Start of Extracted material
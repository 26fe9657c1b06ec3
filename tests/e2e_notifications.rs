//! E2E tests for notification endpoints

mod common;

use common::TestServer;
use serde_json::Value;

async fn seed_notifications(server: &TestServer, owner: &str, count: usize) {
    use chrono::Utc;
    use clipnest::data::{EntityId, Notification};

    for i in 0..count {
        let notification = Notification {
            id: EntityId::new().0,
            owner: owner.to_string(),
            title: format!("Notification {}", i),
            content: "content".to_string(),
            notification_type: "comment".to_string(),
            is_read: false,
            created_at: Utc::now(),
        };
        server.state.db.insert_notification(&notification).await.unwrap();
    }
}

#[tokio::test]
async fn test_notifications_require_auth() {
    let server = TestServer::new().await;

    for (method, path) in [
        ("GET", "/notifications"),
        ("GET", "/notifications/unread-count"),
        ("PATCH", "/notifications/read-all"),
        ("DELETE", "/notifications"),
    ] {
        let request = match method {
            "GET" => server.client.get(&server.url(path)),
            "PATCH" => server.client.patch(&server.url(path)),
            _ => server.client.delete(&server.url(path)),
        };
        let response = request.send().await.unwrap();
        assert_eq!(response.status(), 401, "{} {}", method, path);
    }
}

#[tokio::test]
async fn test_list_notifications_with_pagination() {
    let server = TestServer::new().await;
    seed_notifications(&server, "recipient", 5).await;
    seed_notifications(&server, "someone-else", 2).await;

    let response = server
        .client
        .get(&server.url("/notifications?page=1&limit=2"))
        .header("Authorization", "Bearer recipient")
        .send()
        .await
        .unwrap();

    assert_eq!(response.status(), 200);
    let json: Value = response.json().await.unwrap();
    let data = &json["data"];
    assert_eq!(data["notifications"].as_array().unwrap().len(), 2);
    assert_eq!(data["pagination"]["total"], 5);
    assert_eq!(data["pagination"]["page"], 1);
    assert_eq!(data["pagination"]["limit"], 2);
    assert_eq!(data["pagination"]["pages"], 3);
}

#[tokio::test]
async fn test_unread_count_and_mark_all_read() {
    let server = TestServer::new().await;
    seed_notifications(&server, "recipient", 3).await;

    let response = server
        .client
        .get(&server.url("/notifications/unread-count"))
        .header("Authorization", "Bearer recipient")
        .send()
        .await
        .unwrap();
    let json: Value = response.json().await.unwrap();
    assert_eq!(json["data"]["unreadCount"], 3);

    let response = server
        .client
        .patch(&server.url("/notifications/read-all"))
        .header("Authorization", "Bearer recipient")
        .send()
        .await
        .unwrap();
    assert_eq!(response.status(), 200);

    let response = server
        .client
        .get(&server.url("/notifications/unread-count"))
        .header("Authorization", "Bearer recipient")
        .send()
        .await
        .unwrap();
    let json: Value = response.json().await.unwrap();
    assert_eq!(json["data"]["unreadCount"], 0);
}

#[tokio::test]
async fn test_mark_single_notification_read() {
    let server = TestServer::new().await;
    seed_notifications(&server, "recipient", 1).await;

    let notifications = server
        .state
        .db
        .get_notifications("recipient", 10, 0)
        .await
        .unwrap();
    let id = notifications[0].id.clone();

    let response = server
        .client
        .patch(&server.url(&format!("/notifications/{}/read", id)))
        .header("Authorization", "Bearer recipient")
        .send()
        .await
        .unwrap();

    assert_eq!(response.status(), 200);
    let json: Value = response.json().await.unwrap();
    assert_eq!(json["data"]["isRead"], true);
    assert_eq!(json["data"]["id"], id.as_str());
}

#[tokio::test]
async fn test_mark_read_wrong_owner_is_404() {
    let server = TestServer::new().await;
    seed_notifications(&server, "recipient", 1).await;

    let notifications = server
        .state
        .db
        .get_notifications("recipient", 10, 0)
        .await
        .unwrap();
    let id = notifications[0].id.clone();

    let response = server
        .client
        .patch(&server.url(&format!("/notifications/{}/read", id)))
        .header("Authorization", "Bearer intruder")
        .send()
        .await
        .unwrap();

    assert_eq!(response.status(), 404);

    // No state change for the real owner
    let count = server
        .state
        .db
        .count_unread_notifications("recipient")
        .await
        .unwrap();
    assert_eq!(count, 1);
}

#[tokio::test]
async fn test_delete_notification_and_delete_all() {
    let server = TestServer::new().await;
    seed_notifications(&server, "recipient", 3).await;

    let notifications = server
        .state
        .db
        .get_notifications("recipient", 10, 0)
        .await
        .unwrap();
    let id = notifications[0].id.clone();

    // Wrong owner cannot delete
    let response = server
        .client
        .delete(&server.url(&format!("/notifications/{}", id)))
        .header("Authorization", "Bearer intruder")
        .send()
        .await
        .unwrap();
    assert_eq!(response.status(), 404);

    let response = server
        .client
        .delete(&server.url(&format!("/notifications/{}", id)))
        .header("Authorization", "Bearer recipient")
        .send()
        .await
        .unwrap();
    assert_eq!(response.status(), 200);
    assert_eq!(
        server.state.db.count_notifications("recipient").await.unwrap(),
        2
    );

    let response = server
        .client
        .delete(&server.url("/notifications"))
        .header("Authorization", "Bearer recipient")
        .send()
        .await
        .unwrap();
    assert_eq!(response.status(), 200);
    assert_eq!(
        server.state.db.count_notifications("recipient").await.unwrap(),
        0
    );
}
End of Extracted material
Try it:
Note each line above that holds "method", then copy all of them.

Response area:
    for (method, path) in [
        let request = match method {
        assert_eq!(response.status(), 401, "{} {}", method, path);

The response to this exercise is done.